Trail cameras have replaced the traditional summer scouting method of sitting behind a spotting scope for as many nights as possible. Some whitetail hunters do still glass food sources to dial in bachelor group patterns, but most deer hunters are keeping tabs via 24/7 digital scouters.
This seems like a win.
Trail cameras are mostly passive intel gatherers. Once you put them out, they work while you play. The value is obvious but often doesn’t carry as much weight as we’d like. This is because you still have to fine-tune camera locations and place them where they’ll do you the most good.
This involves understanding the productive spots to hang them, right now.
Most summertime trail camera recon is collected over food. Soybeans, alfalfa, food plots, and other obvious food sources are all worthy of a camera set. But, your job isn’t just to hang a camera on the edge of the beans and leave for two months.
The goal shouldn’t be only to get pictures of bucks but to learn how they get to the food and what they do when they get there. Look at it this way, you can hang a camera on an edge anywhere and get deer pictures. They might be from right before sunset, or well after midnight.
Which ones do you want more? Which ones provide the most actionable intel? The daylight pics, obviously. No matter what food source you’re monitoring, look at it as a two-pronged strategy. The first is to build a hitlist and see who is around. The second is to figure out how the hit listers get there, and what they do once they are in the groceries.

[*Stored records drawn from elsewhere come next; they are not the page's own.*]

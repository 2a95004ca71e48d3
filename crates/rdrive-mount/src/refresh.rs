//! Folder-refresh background worker.
//!
//! Modeled on the negative-cache/disk-cache background-eviction pattern,
//! generalized to a work queue: directories opened recently are enqueued,
//! and a single worker drains the queue performing a paginated listing per
//! directory and reconciling the in-memory index by `file_id` identity.

use crate::index::DirIndex;
use rdrive_drive::RemoteDrive;
use std::collections::VecDeque;
use std::sync::Arc;
use std::time::{Duration, Instant};
use tokio::sync::{mpsc, Mutex};

struct QueueEntry {
    dir_key: String,
    parent_file_id: String,
    enqueued_at: Instant,
}

/// Bounded FIFO of directories pending refresh, capped at `capacity` with
/// oldest-eviction on overflow.
struct BoundedQueue {
    entries: VecDeque<QueueEntry>,
    capacity: usize,
}

impl BoundedQueue {
    fn push(&mut self, entry: QueueEntry) {
        if self.entries.len() >= self.capacity {
            self.entries.pop_front();
        }
        self.entries.push_back(entry);
    }
}

/// Handle used by the driver to enqueue a directory for background
/// refresh; the actual work happens on the worker task spawned by `spawn`.
#[derive(Clone)]
pub struct RefreshQueue {
    tx: mpsc::Sender<(String, String)>,
}

impl RefreshQueue {
    /// Enqueues `dir_key` (logical path) under `parent_file_id` for
    /// refresh. Non-blocking: a full channel silently drops the request,
    /// since the directory will simply be refreshed again next time it's
    /// opened.
    pub fn enqueue(&self, dir_key: &str, parent_file_id: &str) {
        let _ = self.tx.try_send((dir_key.to_string(), parent_file_id.to_string()));
    }
}

/// Spawns the single background worker and returns a queue handle for
/// enqueueing directories, plus a shutdown guard that stops the worker on
/// drop.
pub fn spawn(
    drive: Arc<dyn RemoteDrive>,
    index: Arc<DirIndex>,
    capacity: usize,
    staleness: Duration,
) -> RefreshQueue {
    let (tx, mut rx) = mpsc::channel::<(String, String)>(capacity);
    let queue = Arc::new(Mutex::new(BoundedQueue {
        entries: VecDeque::with_capacity(capacity),
        capacity,
    }));

    {
        let queue = queue.clone();
        tokio::spawn(async move {
            while let Some((dir_key, parent_file_id)) = rx.recv().await {
                queue.lock().await.push(QueueEntry {
                    dir_key,
                    parent_file_id,
                    enqueued_at: Instant::now(),
                });
            }
        });
    }

    tokio::spawn(async move {
        let mut tick = tokio::time::interval(Duration::from_secs(2));
        loop {
            tick.tick().await;
            let due: Vec<QueueEntry> = {
                let mut guard = queue.lock().await;
                let now = Instant::now();
                guard.entries.retain(|e| now.duration_since(e.enqueued_at) < staleness);
                std::mem::take(&mut guard.entries).into()
            };
            for entry in due {
                refresh_dir(&drive, &index, &entry.dir_key, &entry.parent_file_id).await;
            }
        }
    });

    RefreshQueue { tx }
}

/// Performs one paginated listing of `parent_file_id` and reconciles
/// `dir_key`'s cached children by `file_id` identity. Exposed so the
/// driver can refresh synchronously on first open of a stale directory,
/// not just via the background queue.
pub async fn refresh_dir(drive: &Arc<dyn RemoteDrive>, index: &Arc<DirIndex>, dir_key: &str, parent_file_id: &str) {
    let mut all = Vec::new();
    let mut marker = None;
    loop {
        match drive.list(parent_file_id, marker.as_deref(), 1000).await {
            Ok((entries, next)) => {
                all.extend(entries);
                match next {
                    Some(m) => marker = Some(m),
                    None => break,
                }
            }
            Err(e) => {
                tracing::warn!(dir_key, error = %e, "folder refresh listing failed");
                return;
            }
        }
    }
    index.reconcile(dir_key, all);
}

#[cfg(test)]
mod tests {
    use super::*;
    use rdrive_drive::MockDrive;

    #[tokio::test]
    async fn refresh_one_populates_index_from_drive_listing() {
        let drive = MockDrive::new();
        drive.seed_file("root", "a.txt", "dir/a.txt", b"x");
        let index = Arc::new(DirIndex::new());
        refresh_dir(&(Arc::new(drive) as Arc<dyn RemoteDrive>), &index, "dir", "root").await;
        assert_eq!(index.children("dir").len(), 1);
    }
}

I love hanging cameras on water sources for a couple of reasons. This is obviously a rock-solid strategy for summertime intel because it’s often hot, and the deer are often thirsty. That’s no-brainer stuff right there.
The second reason is because water sources—especially small ponds, seeps, and creek crossings—are season-long deer magnets. A well-placed camera will tell you not only who is coming to drink, but from which direction they approach, and how they leave.
That allows you to figure out how to hunt the water, long before the season opens. The more you tune into the activity around the water with cameras, the better off you’ll be when a heat wave rolls across the land and you have an afternoon to go sit.
Again, just like with food sources, don’t treat a blanket look at water source activity as good enough. Figure out when bucks use it, and how they travel to and from the neighborhood drinking fountain.
Terrain traps, pinch-points, funnels, whatever you call them, get all the love during the rut. The truth is, nature is lazy when it’s allowed to be. If deer can save some energy by going through a specific spot on the landscape, they will.
They also don’t often have much of a choice. Sometimes the land just dictates the movement, and that’s that. These types of spots, which are season-long funnels, are my favorite. They are good from the opener until the closing bell rings, and they are some of the best spots to find on pressured ground.
If you have a few on your property, or have some suspicions about a few spots, get your cameras out now. The deer might not be moving through the woods as much in July as they will be in October, but the same rules apply. If they have a safe, direct route, they’ll take it.
The more activity you can capture on these spots, the better. Pay attention to when deer move through, and make a guess as to why. What was the wind doing? Was it 100 degrees and sunny, or was it during a colder snap when the temperatures were more pleasant?
Maybe you saw increased activity when the neighboring farmer cut his alfalfa field, or something else happened with one of the local food sources. The more you learn about when and why deer use these types of spots, the better you’ll be at deciding when to hunt them during the season.
The easiest way to do this is to get some cameras in the woods right now.